Dataset content:
use anyhow::{Context, Result};
use clap::Parser;
use cli::{Cli, Command, JobsCommand, PacingCommand};
use harvest_common::observability::{LogConfig, init_logging};
use harvest_config::{HarvestConfig, HarvestConfigLoader};
use harvest_drivers::harvest_browser::pacing::BackoffSpec;
use harvest_export::{MigrationOutcome, ProfileRecord, WriteMode};
use startup::Harvest;
use std::path::{Path, PathBuf};

mod cli;
mod startup;

const DEFAULT_CONFIG_FILE: &str = "harvest.yaml";

#[tokio::main]
async fn main() -> Result<()> {
    let cli = Cli::parse();

    // 1) Load config (env wins)
    let cfg = load_config(cli.config.as_deref())?;

    // 2) Logging from the loaded config
    let log_path = init_logging(LogConfig {
        app_name: "harvest",
        log_dir: cfg.logging.dir.clone(),
        emit_stderr: cfg.logging.stderr,
        format: cfg.logging.format,
        default_filter: cfg.logging.filter.clone(),
    })?;
    tracing::debug!(log = %log_path.display(), "logging.ready");

    let harvest = Harvest::from_config(cfg);
    match cli.command {
        Command::Startup => startup(&harvest).await,
        Command::Jobs { command } => jobs(&harvest, command).await,
        Command::Export {
            input,
            destination,
            overwrite,
        } => export(&harvest, &input, &destination, overwrite).await,
        Command::Migrate { paths } => migrate(&harvest, &paths).await,
        Command::Pacing {
            command: PacingCommand::Plan { sequence },
        } => {
            let plan = harvest.timing.plan_sequence(sequence, &BackoffSpec::default());
            let total: u128 = plan.iter().map(|d| d.as_millis()).sum();
            println!(
                "{sequence} ({} mode, scale {}):",
                harvest.config.pacing.mode, harvest.config.pacing.scale
            );
            for (step, delay) in plan.iter().enumerate() {
                println!("  {:>2}. {} ms", step + 1, delay.as_millis());
            }
            println!("  total {total} ms");
            println!(
                "list readiness: min {} rows within {} ms, settle {}-{} ms",
                harvest.readiness.min_count,
                harvest.readiness.timeout.as_millis(),
                harvest.readiness.settle_min_ms * harvest.config.pacing.scale,
                harvest.readiness.settle_max_ms * harvest.config.pacing.scale,
            );
            Ok(())
        }
    }
}

fn load_config(explicit: Option<&Path>) -> Result<HarvestConfig> {
    let loader = match explicit {
        Some(path) => HarvestConfigLoader::new().with_file(path, true),
        None => HarvestConfigLoader::new().with_file(DEFAULT_CONFIG_FILE, false),
    };
    loader.load().context("failed to load configuration")
}

async fn startup(harvest: &Harvest) -> Result<()> {
    let report = harvest.start().await?;
    println!("jobs dir:   {}", report.jobs_dir.display());
    println!("export dir: {}", report.export_dir.display());
    println!("loaded:     {}", report.loaded);
    println!("skipped:    {}", report.skipped.len());
    for skipped in &report.skipped {
        println!("  {}: {}", skipped.path.display(), skipped.reason);
    }
    println!("pruned:     {}", report.cleanup.removed.len());
    for (id, reason) in &report.cleanup.failed {
        println!("  could not prune {id}: {reason}");
    }
    Ok(())
}

async fn jobs(harvest: &Harvest, command: JobsCommand) -> Result<()> {
    harvest
        .jobs
        .load()
        .await
        .context("failed to load persisted jobs")?;
    match command {
        JobsCommand::List => {
            for job in harvest.jobs.list().await {
                println!("{}", serde_json::to_string(&job)?);
            }
        }
        JobsCommand::Cleanup { max_age_days } => {
            let days = max_age_days.unwrap_or(harvest.config.jobs.retention_days);
            let report = harvest.jobs.cleanup(days).await;
            for id in &report.removed {
                println!("removed {id}");
            }
            for (id, reason) in &report.failed {
                println!("failed {id}: {reason}");
            }
        }
    }
    Ok(())
}

async fn export(
    harvest: &Harvest,
    input: &Path,
    destination: &Path,
    overwrite: bool,
) -> Result<()> {
    let text = tokio::fs::read_to_string(input)
        .await
        .with_context(|| format!("failed to read {}", input.display()))?;
    let mut rows = Vec::new();
    for (idx, line) in text.lines().enumerate() {
        if line.trim().is_empty() {
            continue;
        }
        let value: serde_json::Value = serde_json::from_str(line)
            .with_context(|| format!("{}:{}: invalid JSON", input.display(), idx + 1))?;
        let object = value
            .as_object()
            .with_context(|| format!("{}:{}: expected an object", input.display(), idx + 1))?;
        rows.push(ProfileRecord::from_json(object));
    }

    let mode = if overwrite {
        WriteMode::Overwrite
    } else {
        WriteMode::Append
    };
    let written = harvest.exporter.save(&rows, destination, mode).await?;
    println!("wrote {} row(s) to {}", rows.len(), written.display());
    Ok(())
}

async fn migrate(harvest: &Harvest, paths: &[PathBuf]) -> Result<()> {
    let mut results = Vec::new();
    for path in paths {
        if path.is_dir() {
            results.extend(harvest.migrator.migrate_dir(path).await?);
        } else {
            results.push((path.clone(), harvest.migrator.migrate(path).await));
        }
    }

    let mut failures = 0;
    for (path, outcome) in results {
        match outcome {
            Ok(MigrationOutcome::Unchanged) => println!("unchanged {}", path.display()),
            Ok(MigrationOutcome::Migrated {
                backup,
                rows,
                carried_columns,
            }) => {
                println!(
                    "migrated  {} ({rows} rows, backup {})",
                    path.display(),
                    backup.display()
                );
                if !carried_columns.is_empty() {
                    println!("          carried: {}", carried_columns.join(", "));
                }
            }
            Err(err) => {
                failures += 1;
                eprintln!("failed    {}: {err}", path.display());
            }
        }
    }
    anyhow::ensure!(failures == 0, "{failures} file(s) could not be migrated");
    Ok(())
}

What is required: Write the entries out again exactly.

Expected answer:
use anyhow::{Context, Result};
use clap::Parser;
use cli::{Cli, Command, JobsCommand, PacingCommand};
use harvest_common::observability::{LogConfig, init_logging};
use harvest_config::{HarvestConfig, HarvestConfigLoader};
use harvest_drivers::harvest_browser::pacing::BackoffSpec;
use harvest_export::{MigrationOutcome, ProfileRecord, WriteMode};
use startup::Harvest;
use std::path::{Path, PathBuf};

mod cli;
mod startup;

const DEFAULT_CONFIG_FILE: &str = "harvest.yaml";

#[tokio::main]
async fn main() -> Result<()> {
    let cli = Cli::parse();

    // 1) Load config (env wins)
    let cfg = load_config(cli.config.as_deref())?;

    // 2) Logging from the loaded config
    let log_path = init_logging(LogConfig {
        app_name: "harvest",
        log_dir: cfg.logging.dir.clone(),
        emit_stderr: cfg.logging.stderr,
        format: cfg.logging.format,
        default_filter: cfg.logging.filter.clone(),
    })?;
    tracing::debug!(log = %log_path.display(), "logging.ready");

    let harvest = Harvest::from_config(cfg);
    match cli.command {
        Command::Startup => startup(&harvest).await,
        Command::Jobs { command } => jobs(&harvest, command).await,
        Command::Export {
            input,
            destination,
            overwrite,
        } => export(&harvest, &input, &destination, overwrite).await,
        Command::Migrate { paths } => migrate(&harvest, &paths).await,
        Command::Pacing {
            command: PacingCommand::Plan { sequence },
        } => {
            let plan = harvest.timing.plan_sequence(sequence, &BackoffSpec::default());
            let total: u128 = plan.iter().map(|d| d.as_millis()).sum();
            println!(
                "{sequence} ({} mode, scale {}):",
                harvest.config.pacing.mode, harvest.config.pacing.scale
            );
            for (step, delay) in plan.iter().enumerate() {
                println!("  {:>2}. {} ms", step + 1, delay.as_millis());
            }
            println!("  total {total} ms");
            println!(
                "list readiness: min {} rows within {} ms, settle {}-{} ms",
                harvest.readiness.min_count,
                harvest.readiness.timeout.as_millis(),
                harvest.readiness.settle_min_ms * harvest.config.pacing.scale,
                harvest.readiness.settle_max_ms * harvest.config.pacing.scale,
            );
            Ok(())
        }
    }
}

fn load_config(explicit: Option<&Path>) -> Result<HarvestConfig> {
    let loader = match explicit {
        Some(path) => HarvestConfigLoader::new().with_file(path, true),
        None => HarvestConfigLoader::new().with_file(DEFAULT_CONFIG_FILE, false),
    };
    loader.load().context("failed to load configuration")
}

async fn startup(harvest: &Harvest) -> Result<()> {
    let report = harvest.start().await?;
    println!("jobs dir:   {}", report.jobs_dir.display());
    println!("export dir: {}", report.export_dir.display());
    println!("loaded:     {}", report.loaded);
    println!("skipped:    {}", report.skipped.len());
    for skipped in &report.skipped {
        println!("  {}: {}", skipped.path.display(), skipped.reason);
    }
    println!("pruned:     {}", report.cleanup.removed.len());
    for (id, reason) in &report.cleanup.failed {
        println!("  could not prune {id}: {reason}");
    }
    Ok(())
}

async fn jobs(harvest: &Harvest, command: JobsCommand) -> Result<()> {
    harvest
        .jobs
        .load()
        .await
        .context("failed to load persisted jobs")?;
    match command {
        JobsCommand::List => {
            for job in harvest.jobs.list().await {
                println!("{}", serde_json::to_string(&job)?);
            }
        }
        JobsCommand::Cleanup { max_age_days } => {
            let days = max_age_days.unwrap_or(harvest.config.jobs.retention_days);
            let report = harvest.jobs.cleanup(days).await;
            for id in &report.removed {
                println!("removed {id}");
            }
            for (id, reason) in &report.failed {
                println!("failed {id}: {reason}");
            }
        }
    }
    Ok(())
}

async fn export(
    harvest: &Harvest,
    input: &Path,
    destination: &Path,
    overwrite: bool,
) -> Result<()> {
    let text = tokio::fs::read_to_string(input)
        .await
        .with_context(|| format!("failed to read {}", input.display()))?;
    let mut rows = Vec::new();
    for (idx, line) in text.lines().enumerate() {
        if line.trim().is_empty() {
            continue;
        }
        let value: serde_json::Value = serde_json::from_str(line)
            .with_context(|| format!("{}:{}: invalid JSON", input.display(), idx + 1))?;
        let object = value
            .as_object()
            .with_context(|| format!("{}:{}: expected an object", input.display(), idx + 1))?;
        rows.push(ProfileRecord::from_json(object));
    }

    let mode = if overwrite {
        WriteMode::Overwrite
    } else {
        WriteMode::Append
    };
    let written = harvest.exporter.save(&rows, destination, mode).await?;
    println!("wrote {} row(s) to {}", rows.len(), written.display());
    Ok(())
}

async fn migrate(harvest: &Harvest, paths: &[PathBuf]) -> Result<()> {
    let mut results = Vec::new();
    for path in paths {
        if path.is_dir() {
            results.extend(harvest.migrator.migrate_dir(path).await?);
        } else {
            results.push((path.clone(), harvest.migrator.migrate(path).await));
        }
    }

    let mut failures = 0;
    for (path, outcome) in results {
        match outcome {
            Ok(MigrationOutcome::Unchanged) => println!("unchanged {}", path.display()),
            Ok(MigrationOutcome::Migrated {
                backup,
                rows,
                carried_columns,
            }) => {
                println!(
                    "migrated  {} ({rows} rows, backup {})",
                    path.display(),
                    backup.display()
                );
                if !carried_columns.is_empty() {
                    println!("          carried: {}", carried_columns.join(", "));
                }
            }
            Err(err) => {
                failures += 1;
                eprintln!("failed    {}: {err}", path.display());
            }
        }
    }
    anyhow::ensure!(failures == 0, "{failures} file(s) could not be migrated");
    Ok(())
}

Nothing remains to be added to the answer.